Exercise data –
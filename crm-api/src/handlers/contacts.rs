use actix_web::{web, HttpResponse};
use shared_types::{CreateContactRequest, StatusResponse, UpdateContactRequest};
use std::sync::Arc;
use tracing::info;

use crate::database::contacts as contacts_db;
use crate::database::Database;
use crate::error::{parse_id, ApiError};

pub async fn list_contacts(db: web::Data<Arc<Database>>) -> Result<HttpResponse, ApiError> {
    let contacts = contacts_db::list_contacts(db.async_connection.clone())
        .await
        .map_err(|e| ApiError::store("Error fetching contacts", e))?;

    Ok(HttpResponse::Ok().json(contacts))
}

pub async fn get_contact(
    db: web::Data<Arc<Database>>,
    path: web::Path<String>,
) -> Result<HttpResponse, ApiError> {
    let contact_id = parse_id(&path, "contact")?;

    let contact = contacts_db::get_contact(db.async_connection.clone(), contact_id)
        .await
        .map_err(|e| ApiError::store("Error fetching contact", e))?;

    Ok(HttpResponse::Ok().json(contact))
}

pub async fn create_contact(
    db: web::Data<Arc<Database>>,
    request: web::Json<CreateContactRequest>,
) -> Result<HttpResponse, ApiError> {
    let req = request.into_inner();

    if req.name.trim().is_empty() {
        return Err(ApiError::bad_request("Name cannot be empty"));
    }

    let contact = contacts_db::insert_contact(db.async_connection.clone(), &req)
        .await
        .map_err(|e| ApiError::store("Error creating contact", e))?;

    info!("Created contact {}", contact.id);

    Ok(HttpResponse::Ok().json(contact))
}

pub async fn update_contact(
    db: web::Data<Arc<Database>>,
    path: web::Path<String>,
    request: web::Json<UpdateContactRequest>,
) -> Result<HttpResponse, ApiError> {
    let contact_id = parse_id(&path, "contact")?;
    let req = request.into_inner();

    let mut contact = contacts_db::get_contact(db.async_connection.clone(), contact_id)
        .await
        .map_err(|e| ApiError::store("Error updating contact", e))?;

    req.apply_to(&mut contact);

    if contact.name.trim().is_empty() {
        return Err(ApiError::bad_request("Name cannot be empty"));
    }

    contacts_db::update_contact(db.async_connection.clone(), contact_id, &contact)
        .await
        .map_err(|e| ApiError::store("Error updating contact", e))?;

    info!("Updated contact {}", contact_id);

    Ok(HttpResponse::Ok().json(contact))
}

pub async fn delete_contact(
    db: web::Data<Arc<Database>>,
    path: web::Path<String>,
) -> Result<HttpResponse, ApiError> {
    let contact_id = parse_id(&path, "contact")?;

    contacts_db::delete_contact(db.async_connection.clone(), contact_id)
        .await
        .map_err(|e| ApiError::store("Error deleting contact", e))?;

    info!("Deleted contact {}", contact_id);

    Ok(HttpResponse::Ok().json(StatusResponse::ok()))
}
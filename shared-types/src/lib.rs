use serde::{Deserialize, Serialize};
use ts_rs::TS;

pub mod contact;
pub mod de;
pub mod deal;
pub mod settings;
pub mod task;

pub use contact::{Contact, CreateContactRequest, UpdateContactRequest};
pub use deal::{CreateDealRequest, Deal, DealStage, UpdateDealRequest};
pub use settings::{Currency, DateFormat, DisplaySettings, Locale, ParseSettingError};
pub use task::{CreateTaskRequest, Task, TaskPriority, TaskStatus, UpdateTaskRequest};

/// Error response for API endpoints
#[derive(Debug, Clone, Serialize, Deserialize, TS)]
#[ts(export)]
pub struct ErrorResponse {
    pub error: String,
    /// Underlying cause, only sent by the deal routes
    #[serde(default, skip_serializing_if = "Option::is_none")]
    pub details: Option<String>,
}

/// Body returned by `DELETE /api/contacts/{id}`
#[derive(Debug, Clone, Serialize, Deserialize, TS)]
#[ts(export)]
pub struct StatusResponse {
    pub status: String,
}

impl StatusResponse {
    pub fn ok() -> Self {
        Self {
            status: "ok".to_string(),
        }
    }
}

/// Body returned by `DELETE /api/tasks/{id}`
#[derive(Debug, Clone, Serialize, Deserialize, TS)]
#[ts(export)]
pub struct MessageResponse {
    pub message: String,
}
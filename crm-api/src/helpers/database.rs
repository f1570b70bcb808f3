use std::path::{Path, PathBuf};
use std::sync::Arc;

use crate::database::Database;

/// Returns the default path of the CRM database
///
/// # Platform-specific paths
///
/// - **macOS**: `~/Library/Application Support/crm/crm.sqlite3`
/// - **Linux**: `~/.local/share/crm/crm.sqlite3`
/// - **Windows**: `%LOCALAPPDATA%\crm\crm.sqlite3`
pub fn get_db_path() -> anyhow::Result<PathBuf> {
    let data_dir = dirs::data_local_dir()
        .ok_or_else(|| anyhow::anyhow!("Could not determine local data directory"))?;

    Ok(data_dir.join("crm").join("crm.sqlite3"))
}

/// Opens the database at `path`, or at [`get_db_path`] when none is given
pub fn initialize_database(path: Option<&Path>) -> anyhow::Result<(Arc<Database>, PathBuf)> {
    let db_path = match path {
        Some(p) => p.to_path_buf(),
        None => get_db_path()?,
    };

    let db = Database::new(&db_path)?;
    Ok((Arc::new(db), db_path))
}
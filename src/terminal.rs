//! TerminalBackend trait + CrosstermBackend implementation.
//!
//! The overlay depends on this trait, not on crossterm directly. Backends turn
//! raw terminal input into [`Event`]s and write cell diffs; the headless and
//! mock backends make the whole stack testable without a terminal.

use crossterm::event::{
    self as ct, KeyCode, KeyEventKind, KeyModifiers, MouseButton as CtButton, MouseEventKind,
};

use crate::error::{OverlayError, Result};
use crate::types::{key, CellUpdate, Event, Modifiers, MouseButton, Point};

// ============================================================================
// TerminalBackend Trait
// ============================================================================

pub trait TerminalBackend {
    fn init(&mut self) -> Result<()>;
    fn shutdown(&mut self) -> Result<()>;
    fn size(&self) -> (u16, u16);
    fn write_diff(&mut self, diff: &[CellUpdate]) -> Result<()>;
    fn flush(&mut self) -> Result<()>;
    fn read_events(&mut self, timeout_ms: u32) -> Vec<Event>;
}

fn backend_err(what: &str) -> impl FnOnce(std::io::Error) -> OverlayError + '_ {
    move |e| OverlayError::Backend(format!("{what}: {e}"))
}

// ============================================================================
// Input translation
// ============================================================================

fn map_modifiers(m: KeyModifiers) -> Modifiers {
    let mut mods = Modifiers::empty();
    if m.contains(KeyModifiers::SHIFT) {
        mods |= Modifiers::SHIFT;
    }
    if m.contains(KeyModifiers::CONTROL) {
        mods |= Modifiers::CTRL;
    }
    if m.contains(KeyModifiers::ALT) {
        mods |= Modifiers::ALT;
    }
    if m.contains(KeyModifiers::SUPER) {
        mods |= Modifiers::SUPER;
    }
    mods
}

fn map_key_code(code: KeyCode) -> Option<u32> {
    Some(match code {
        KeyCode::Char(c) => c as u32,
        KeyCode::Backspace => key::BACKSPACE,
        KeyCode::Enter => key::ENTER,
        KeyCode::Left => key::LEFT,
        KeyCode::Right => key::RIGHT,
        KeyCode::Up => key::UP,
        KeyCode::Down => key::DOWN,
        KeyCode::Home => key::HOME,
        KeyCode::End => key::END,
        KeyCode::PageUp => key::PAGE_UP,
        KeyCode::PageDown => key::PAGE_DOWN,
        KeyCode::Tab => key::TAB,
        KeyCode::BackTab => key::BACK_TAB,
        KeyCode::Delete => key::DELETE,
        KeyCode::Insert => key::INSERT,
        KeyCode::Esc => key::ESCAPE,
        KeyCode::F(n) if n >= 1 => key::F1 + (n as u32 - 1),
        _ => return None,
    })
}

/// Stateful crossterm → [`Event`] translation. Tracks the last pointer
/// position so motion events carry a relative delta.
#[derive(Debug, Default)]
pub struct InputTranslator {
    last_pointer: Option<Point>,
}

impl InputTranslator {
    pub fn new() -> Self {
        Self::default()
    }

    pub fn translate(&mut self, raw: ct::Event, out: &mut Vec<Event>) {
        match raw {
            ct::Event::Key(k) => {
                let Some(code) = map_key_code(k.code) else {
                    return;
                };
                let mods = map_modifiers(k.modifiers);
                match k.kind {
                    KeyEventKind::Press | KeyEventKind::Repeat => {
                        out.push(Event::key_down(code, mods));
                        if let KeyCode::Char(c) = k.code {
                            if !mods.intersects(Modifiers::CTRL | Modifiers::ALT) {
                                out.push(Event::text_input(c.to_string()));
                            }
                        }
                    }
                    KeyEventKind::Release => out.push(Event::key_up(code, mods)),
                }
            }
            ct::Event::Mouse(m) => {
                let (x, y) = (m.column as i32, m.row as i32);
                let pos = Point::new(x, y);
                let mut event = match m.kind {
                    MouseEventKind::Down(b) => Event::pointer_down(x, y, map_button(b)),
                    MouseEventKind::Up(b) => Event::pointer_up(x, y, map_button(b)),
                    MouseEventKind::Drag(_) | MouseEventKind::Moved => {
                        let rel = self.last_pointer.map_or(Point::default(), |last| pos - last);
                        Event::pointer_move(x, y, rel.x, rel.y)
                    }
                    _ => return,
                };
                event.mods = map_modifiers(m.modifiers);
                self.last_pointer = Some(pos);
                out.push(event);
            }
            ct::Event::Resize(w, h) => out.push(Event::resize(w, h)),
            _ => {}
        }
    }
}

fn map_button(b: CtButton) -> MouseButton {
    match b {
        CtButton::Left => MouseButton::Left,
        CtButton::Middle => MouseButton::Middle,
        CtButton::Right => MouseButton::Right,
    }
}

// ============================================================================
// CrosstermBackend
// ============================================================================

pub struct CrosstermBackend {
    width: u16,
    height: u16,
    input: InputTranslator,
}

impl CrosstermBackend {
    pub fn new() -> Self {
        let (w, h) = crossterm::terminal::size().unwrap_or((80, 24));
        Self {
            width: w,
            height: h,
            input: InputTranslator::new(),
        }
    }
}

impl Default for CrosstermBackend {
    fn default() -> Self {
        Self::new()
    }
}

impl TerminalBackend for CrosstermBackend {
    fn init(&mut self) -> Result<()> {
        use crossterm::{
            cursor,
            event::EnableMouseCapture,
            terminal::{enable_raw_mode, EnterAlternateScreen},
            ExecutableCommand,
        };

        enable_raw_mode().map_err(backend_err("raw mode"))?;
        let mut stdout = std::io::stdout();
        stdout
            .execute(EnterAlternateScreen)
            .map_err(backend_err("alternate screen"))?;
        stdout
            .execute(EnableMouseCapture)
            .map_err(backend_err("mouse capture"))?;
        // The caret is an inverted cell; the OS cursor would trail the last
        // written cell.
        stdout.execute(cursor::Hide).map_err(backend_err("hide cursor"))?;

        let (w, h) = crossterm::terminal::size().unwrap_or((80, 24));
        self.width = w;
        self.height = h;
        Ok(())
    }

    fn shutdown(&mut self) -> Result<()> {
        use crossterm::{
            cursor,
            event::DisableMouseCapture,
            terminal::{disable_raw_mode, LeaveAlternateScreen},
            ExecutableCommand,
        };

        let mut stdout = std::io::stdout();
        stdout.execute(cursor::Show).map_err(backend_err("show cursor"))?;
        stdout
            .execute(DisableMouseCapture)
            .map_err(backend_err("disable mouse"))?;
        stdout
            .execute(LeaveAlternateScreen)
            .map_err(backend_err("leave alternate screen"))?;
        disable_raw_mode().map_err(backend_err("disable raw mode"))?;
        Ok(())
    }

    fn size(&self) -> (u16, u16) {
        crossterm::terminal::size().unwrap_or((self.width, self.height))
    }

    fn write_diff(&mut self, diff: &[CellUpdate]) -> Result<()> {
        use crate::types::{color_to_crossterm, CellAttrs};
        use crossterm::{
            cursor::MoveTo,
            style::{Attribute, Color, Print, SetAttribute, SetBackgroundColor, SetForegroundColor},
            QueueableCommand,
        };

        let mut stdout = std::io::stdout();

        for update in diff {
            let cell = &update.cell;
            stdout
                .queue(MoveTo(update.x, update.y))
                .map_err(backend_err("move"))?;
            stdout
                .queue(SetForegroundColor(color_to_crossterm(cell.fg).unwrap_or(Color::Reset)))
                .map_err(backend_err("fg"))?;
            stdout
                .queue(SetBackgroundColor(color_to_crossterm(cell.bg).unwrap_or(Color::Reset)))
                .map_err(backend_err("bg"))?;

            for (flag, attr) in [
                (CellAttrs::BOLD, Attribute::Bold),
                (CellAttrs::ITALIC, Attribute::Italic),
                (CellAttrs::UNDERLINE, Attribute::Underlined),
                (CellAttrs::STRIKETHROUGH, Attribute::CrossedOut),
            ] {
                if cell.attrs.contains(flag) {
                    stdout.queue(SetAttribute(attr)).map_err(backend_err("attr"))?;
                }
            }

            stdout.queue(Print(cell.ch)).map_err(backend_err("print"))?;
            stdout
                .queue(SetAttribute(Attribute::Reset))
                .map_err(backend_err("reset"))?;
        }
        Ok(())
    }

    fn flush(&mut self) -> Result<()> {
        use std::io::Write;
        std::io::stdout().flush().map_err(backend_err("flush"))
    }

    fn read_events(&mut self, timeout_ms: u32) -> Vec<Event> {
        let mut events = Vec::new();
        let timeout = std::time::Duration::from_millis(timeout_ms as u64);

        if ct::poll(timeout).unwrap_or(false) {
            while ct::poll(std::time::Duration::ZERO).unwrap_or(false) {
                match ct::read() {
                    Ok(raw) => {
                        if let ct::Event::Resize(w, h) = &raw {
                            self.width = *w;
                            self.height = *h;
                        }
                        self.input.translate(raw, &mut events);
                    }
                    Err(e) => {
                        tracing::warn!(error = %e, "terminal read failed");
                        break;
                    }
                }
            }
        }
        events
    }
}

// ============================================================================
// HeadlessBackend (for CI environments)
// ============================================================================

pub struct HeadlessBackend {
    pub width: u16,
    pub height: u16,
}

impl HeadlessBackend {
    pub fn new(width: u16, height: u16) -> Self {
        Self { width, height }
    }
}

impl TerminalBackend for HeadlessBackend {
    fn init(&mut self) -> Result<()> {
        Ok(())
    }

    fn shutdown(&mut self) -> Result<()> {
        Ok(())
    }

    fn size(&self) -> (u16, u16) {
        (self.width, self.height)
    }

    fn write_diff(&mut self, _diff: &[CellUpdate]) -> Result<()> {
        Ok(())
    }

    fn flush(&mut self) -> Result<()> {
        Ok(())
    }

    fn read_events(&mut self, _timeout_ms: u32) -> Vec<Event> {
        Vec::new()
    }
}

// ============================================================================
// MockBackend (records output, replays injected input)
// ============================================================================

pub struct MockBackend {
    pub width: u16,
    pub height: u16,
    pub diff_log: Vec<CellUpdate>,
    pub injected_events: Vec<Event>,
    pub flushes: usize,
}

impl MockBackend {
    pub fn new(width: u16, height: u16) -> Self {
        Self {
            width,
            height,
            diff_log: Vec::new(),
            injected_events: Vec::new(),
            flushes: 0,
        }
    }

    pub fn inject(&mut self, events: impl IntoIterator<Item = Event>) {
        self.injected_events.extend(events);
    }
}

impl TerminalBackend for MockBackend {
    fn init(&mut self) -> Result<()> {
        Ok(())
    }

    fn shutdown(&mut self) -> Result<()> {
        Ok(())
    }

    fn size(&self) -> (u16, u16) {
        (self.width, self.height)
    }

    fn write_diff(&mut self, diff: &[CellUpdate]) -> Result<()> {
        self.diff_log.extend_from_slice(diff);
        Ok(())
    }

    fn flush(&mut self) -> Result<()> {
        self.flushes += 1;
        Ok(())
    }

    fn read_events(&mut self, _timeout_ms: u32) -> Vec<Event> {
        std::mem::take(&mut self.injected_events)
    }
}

Problem to solve –
Above are the records; print exactly the lines from the line with "let Some(code) = map_key_code(k.code)" to the line with "if let KeyCode::Char(c)", including both, and nothing else.

Output of the exercise –
                let Some(code) = map_key_code(k.code) else {
                    return;
                };
                let mods = map_modifiers(k.modifiers);
                match k.kind {
                    KeyEventKind::Press | KeyEventKind::Repeat => {
                        out.push(Event::key_down(code, mods));
                        if let KeyCode::Char(c) = k.code {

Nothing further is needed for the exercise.